This case study highlights how iWeb Data Scraping helped a mid-sized restaurant chain optimize its pricing strategy using real-time Swiggy and Zomato scraped data. In today’s hyper-competitive food delivery space, pricing is a critical factor influencing conversions, repeat orders, and profit margins. By leveraging Food Delivery Data Intelligence Services, iWeb Data Scraping enabled a mid-sized restaurant chain to fine-tune their pricing model across five cities by leveraging real-time data scraped from Swiggy and Zomato.
A Multi-City Restaurant Group with Outlets in Bengaluru, Hyderabad, Pune, Mumbai, and Delhi.
iWeb Data Scraping Offerings: Use data crawling services to Extract Real-Time Restaurant Pricing and Promotion Data from Zomato & Swiggy.
Background
The client, a multi-city restaurant group with outlets in Bengaluru, Hyderabad, Pune, Mumbai, and Delhi, was struggling to determine the right pricing strategy for each location. While centralized pricing was convenient, it led to loss of customers in price-sensitive zones and missed margins in premium neighborhoods. They lacked access to localized insights, which is where Food Delivery Data Extraction Services, including Zomato Food Data Scraping Services and solutions to Extract Swiggy Food Delivery Data, played a crucial role in uncovering regional pricing dynamics.
Challenge
The Solution
iWeb Data Scraping deployed a city-wise scraping API that aggregated:
Sample Data Output (Pune vs Mumbai)
Item | Pune Price | Mumbai Price | Promotion |
---|---|---|---|
Butter Chicken | ₹220 | ₹260 | Mumbai: ₹50 off above ₹499 |
Veg Biryani | ₹170 | ₹180 | Pune: 10% OFF |
Cold Coffee | ₹90 | ₹110 | None |
Results Achieved
Menu pricing was revised based on localized competitor data, improving order completion rates.
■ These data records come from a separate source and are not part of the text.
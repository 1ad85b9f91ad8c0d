//! Published signing keys and the endpoint they are fetched from.

use async_trait::async_trait;
use reqwest::header::ACCEPT;
use serde::{Deserialize, Serialize};
use std::fmt;
use std::str::FromStr;
use std::time::Duration;
use stsgate_core::{Error, Result};
use tracing::debug;
use url::Url;

/// Which JWK/header field identifies a signing key.
#[derive(Debug, Clone, Copy, Default, PartialEq, Eq, Serialize, Deserialize)]
#[serde(rename_all = "lowercase")]
pub enum KeyIdSource {
    /// The `kid` field.
    #[default]
    Kid,
    /// The `x5t` certificate thumbprint.
    X5t,
}

impl KeyIdSource {
    pub fn field(&self) -> &'static str {
        match self {
            KeyIdSource::Kid => "kid",
            KeyIdSource::X5t => "x5t",
        }
    }
}

impl FromStr for KeyIdSource {
    type Err = Error;

    fn from_str(s: &str) -> Result<Self> {
        match s.to_ascii_lowercase().as_str() {
            "kid" => Ok(KeyIdSource::Kid),
            "x5t" => Ok(KeyIdSource::X5t),
            other => Err(Error::Config(format!("unknown key id source: {other}"))),
        }
    }
}

impl fmt::Display for KeyIdSource {
    fn fmt(&self, f: &mut fmt::Formatter<'_>) -> fmt::Result {
        f.write_str(self.field())
    }
}

/// A JSON Web Key as published by the issuer.
///
/// Key material is kept in its published form and only turned into a
/// verification key once a token selects it.
#[derive(Debug, Clone, PartialEq, Eq, Serialize, Deserialize)]
pub struct SigningKey {
    pub kty: String,
    #[serde(default, skip_serializing_if = "Option::is_none")]
    pub kid: Option<String>,
    #[serde(rename = "use", default, skip_serializing_if = "Option::is_none")]
    pub key_use: Option<String>,
    #[serde(default, skip_serializing_if = "Option::is_none")]
    pub alg: Option<String>,
    /// Certificate chain, standard base64 DER; the first entry signs.
    #[serde(default, skip_serializing_if = "Option::is_none")]
    pub x5c: Option<Vec<String>>,
    #[serde(default, skip_serializing_if = "Option::is_none")]
    pub x5t: Option<String>,
    #[serde(default, skip_serializing_if = "Option::is_none")]
    pub n: Option<String>,
    #[serde(default, skip_serializing_if = "Option::is_none")]
    pub e: Option<String>,
    #[serde(default, skip_serializing_if = "Option::is_none")]
    pub crv: Option<String>,
    #[serde(default, skip_serializing_if = "Option::is_none")]
    pub x: Option<String>,
    #[serde(default, skip_serializing_if = "Option::is_none")]
    pub y: Option<String>,
}

impl SigningKey {
    pub fn key_id(&self, source: KeyIdSource) -> Option<&str> {
        match source {
            KeyIdSource::Kid => self.kid.as_deref(),
            KeyIdSource::X5t => self.x5t.as_deref(),
        }
    }

    /// The signing certificate, if the key publishes a chain.
    pub fn signing_certificate(&self) -> Option<&str> {
        self.x5c.as_ref().and_then(|chain| chain.first()).map(String::as_str)
    }
}

/// JSON Web Key Set: the issuer's keys at one point in time.
#[derive(Debug, Clone, Default, PartialEq, Eq, Serialize, Deserialize)]
pub struct KeySet {
    keys: Vec<SigningKey>,
}

impl KeySet {
    pub fn new(keys: Vec<SigningKey>) -> Self {
        Self { keys }
    }

    pub fn keys(&self) -> &[SigningKey] {
        &self.keys
    }

    pub fn len(&self) -> usize {
        self.keys.len()
    }

    pub fn is_empty(&self) -> bool {
        self.keys.is_empty()
    }

    /// Every key whose identifier equals `key_id`, in published order.
    pub fn matching(&self, key_id: &str, source: KeyIdSource) -> Vec<&SigningKey> {
        self.keys
            .iter()
            .filter(|key| key.key_id(source) == Some(key_id))
            .collect()
    }
}

/// Where key sets come from.
#[async_trait]
pub trait KeySource: Send + Sync {
    /// Fetch the current key set. Every failure is `KeySourceUnreachable`.
    async fn fetch(&self) -> Result<KeySet>;

    /// Source description for logging.
    fn describe(&self) -> String;
}

/// Largest key set body read from the network.
pub const MAX_KEY_SET_BYTES: usize = 256 * 1024;

/// Fetches the key set from a fixed HTTPS endpoint. Redirects are refused.
pub struct HttpKeySource {
    url: Url,
    client: reqwest::Client,
    timeout: Duration,
}

impl HttpKeySource {
    pub fn new(url: Url, timeout: Duration) -> Result<Self> {
        let client = reqwest::Client::builder()
            .redirect(reqwest::redirect::Policy::none())
            .timeout(timeout)
            .user_agent(concat!("stsgate/", env!("CARGO_PKG_VERSION")))
            .build()
            .map_err(|e| Error::Config(format!("failed to build HTTP client: {e}")))?;

        Ok(Self {
            url,
            client,
            timeout,
        })
    }

    pub fn url(&self) -> &Url {
        &self.url
    }
}

#[async_trait]
impl KeySource for HttpKeySource {
    async fn fetch(&self) -> Result<KeySet> {
        debug!(url = %self.url, "Fetching signing keys");

        let request = async {
            let mut response = self
                .client
                .get(self.url.clone())
                .header(ACCEPT, "application/json")
                .send()
                .await
                .map_err(|e| Error::KeySourceUnreachable(format!("request failed: {e}")))?;

            let status = response.status();
            if !status.is_success() {
                return Err(Error::KeySourceUnreachable(format!(
                    "key endpoint returned HTTP {status}"
                )));
            }

            if response
                .content_length()
                .is_some_and(|len| len > MAX_KEY_SET_BYTES as u64)
            {
                return Err(Error::KeySourceUnreachable(format!(
                    "key set exceeds {MAX_KEY_SET_BYTES} bytes"
                )));
            }

            // Content-Length may be absent or wrong, so the cap holds while reading too.
            let mut body = Vec::new();
            while let Some(chunk) = response
                .chunk()
                .await
                .map_err(|e| Error::KeySourceUnreachable(format!("failed to read body: {e}")))?
            {
                if body.len() + chunk.len() > MAX_KEY_SET_BYTES {
                    return Err(Error::KeySourceUnreachable(format!(
                        "key set exceeds {MAX_KEY_SET_BYTES} bytes"
                    )));
                }
                body.extend_from_slice(&chunk);
            }

            serde_json::from_slice::<KeySet>(&body)
                .map_err(|e| Error::KeySourceUnreachable(format!("malformed key set: {e}")))
        };

        let keys = tokio::time::timeout(self.timeout, request)
            .await
            .map_err(|_| {
                Error::KeySourceUnreachable(format!("timed out after {:?}", self.timeout))
            })??;

        debug!(url = %self.url, keys = keys.len(), "Fetched signing keys");
        Ok(keys)
    }

    fn describe(&self) -> String {
        self.url.to_string()
    }
}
By identifying where they were overpricing (Mumbai) or underpricing (Hyderabad), margins improved without losing customers.
City-level data revealed what kinds of promotions resonated with customers — enabling smarter campaign deployment.
Integrated API data into their POS system to update prices and offers every 24 hours.
Why iWeb Data Scraping?
Cities Tracked
Compatible Users
"iWeb Data Scraping’s Swiggy and Zomato scraping API helped this restaurant chain take a data-driven approach to menu pricing, tuned to each city’s market conditions. This case study illustrates the real value of hyperlocal intelligence in food delivery economics."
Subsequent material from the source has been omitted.